### Goal of the exercise
Would you write out the entries below, every one of them, exactly?

───── Data for the task ─────

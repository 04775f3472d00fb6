// SPDX-License-Identifier: PolyForm-Noncommercial-1.0.0
// Copyright (c) 2025 Sylvex. All rights reserved.

//! Server error types.

use std::path::PathBuf;

use thiserror::Error;
use uanode_config::ConfigError;
use uanode_core::address_space::AddressSpaceError;
use uanode_core::protocol::CodecError;

/// Errors raised while starting or running the server.
///
/// Per-request failures are status codes, not `ServerError`s; this type
/// covers initialisation and the listener.
#[derive(Debug, Error)]
pub enum ServerError {
    /// Configuration could not be used.
    #[error("Configuration error: {0}")]
    Config(#[from] ConfigError),

    /// Address space construction failed.
    #[error("Address space error: {0}")]
    AddressSpace(#[from] AddressSpaceError),

    /// Listener could not bind.
    #[error("Failed to bind '{address}': {source}")]
    Bind {
        /// Requested socket address.
        address: String,
        /// Underlying I/O error.
        #[source]
        source: std::io::Error,
    },

    /// File system operation on the PKI or certificate store failed.
    #[error("Certificate store I/O on '{path}' failed: {source}")]
    StoreIo {
        /// Path involved.
        path: PathBuf,
        /// Underlying I/O error.
        #[source]
        source: std::io::Error,
    },

    /// Certificate generation failed.
    #[error("Certificate generation failed: {message}")]
    CertificateGeneration {
        /// Error message.
        message: String,
    },

    /// Unknown certificate thumbprint.
    #[error("Certificate not found: {thumbprint}")]
    CertificateNotFound {
        /// SHA-256 thumbprint.
        thumbprint: String,
    },

    /// Frame-level failure on a connection.
    #[error("Connection error: {0}")]
    Codec(#[from] CodecError),

    /// The server is not running.
    #[error("Server is not running")]
    NotRunning,
}

impl ServerError {
    /// Creates a store I/O error.
    pub fn store_io(path: impl Into<PathBuf>, source: std::io::Error) -> Self {
        Self::StoreIo {
            path: path.into(),
            source,
        }
    }

    /// Creates a certificate generation error.
    pub fn generation(message: impl Into<String>) -> Self {
        Self::CertificateGeneration {
            message: message.into(),
        }
    }

    /// Returns `true` for errors caused by the configuration.
    pub fn is_config_error(&self) -> bool {
        matches!(self, Self::Config(_))
    }
}

/// Result alias for [`ServerError`].
pub type ServerResult<T> = Result<T, ServerError>;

─────

### Written answer
repository 04775f3472d00fb6
// SPDX-License-Identifier: PolyForm-Noncommercial-1.0.0
// Copyright (c) 2025 Sylvex. All rights reserved.

//! Server error types.

use std::path::PathBuf;

use thiserror::Error;
use uanode_config::ConfigError;
use uanode_core::address_space::AddressSpaceError;
use uanode_core::protocol::CodecError;

/// Errors raised while starting or running the server.
///
/// Per-request failures are status codes, not `ServerError`s; this type
/// covers initialisation and the listener.
#[derive(Debug, Error)]
pub enum ServerError {
    /// Configuration could not be used.
    #[error("Configuration error: {0}")]
    Config(#[from] ConfigError),

    /// Address space construction failed.
    #[error("Address space error: {0}")]
    AddressSpace(#[from] AddressSpaceError),

    /// Listener could not bind.
    #[error("Failed to bind '{address}': {source}")]
    Bind {
        /// Requested socket address.
        address: String,
        /// Underlying I/O error.
        #[source]
        source: std::io::Error,
    },

    /// File system operation on the PKI or certificate store failed.
    #[error("Certificate store I/O on '{path}' failed: {source}")]
    StoreIo {
        /// Path involved.
        path: PathBuf,
        /// Underlying I/O error.
        #[source]
        source: std::io::Error,
    },

    /// Certificate generation failed.
    #[error("Certificate generation failed: {message}")]
    CertificateGeneration {
        /// Error message.
        message: String,
    },

    /// Unknown certificate thumbprint.
    #[error("Certificate not found: {thumbprint}")]
    CertificateNotFound {
        /// SHA-256 thumbprint.
        thumbprint: String,
    },

    /// Frame-level failure on a connection.
    #[error("Connection error: {0}")]
    Codec(#[from] CodecError),

    /// The server is not running.
    #[error("Server is not running")]
    NotRunning,
}

impl ServerError {
    /// Creates a store I/O error.
    pub fn store_io(path: impl Into<PathBuf>, source: std::io::Error) -> Self {
        Self::StoreIo {
            path: path.into(),
            source,
        }
    }

    /// Creates a certificate generation error.
    pub fn generation(message: impl Into<String>) -> Self {
        Self::CertificateGeneration {
            message: message.into(),
        }
    }

    /// Returns `true` for errors caused by the configuration.
    pub fn is_config_error(&self) -> bool {
        matches!(self, Self::Config(_))
    }
}

/// Result alias for [`ServerError`].
pub type ServerResult<T> = Result<T, ServerError>;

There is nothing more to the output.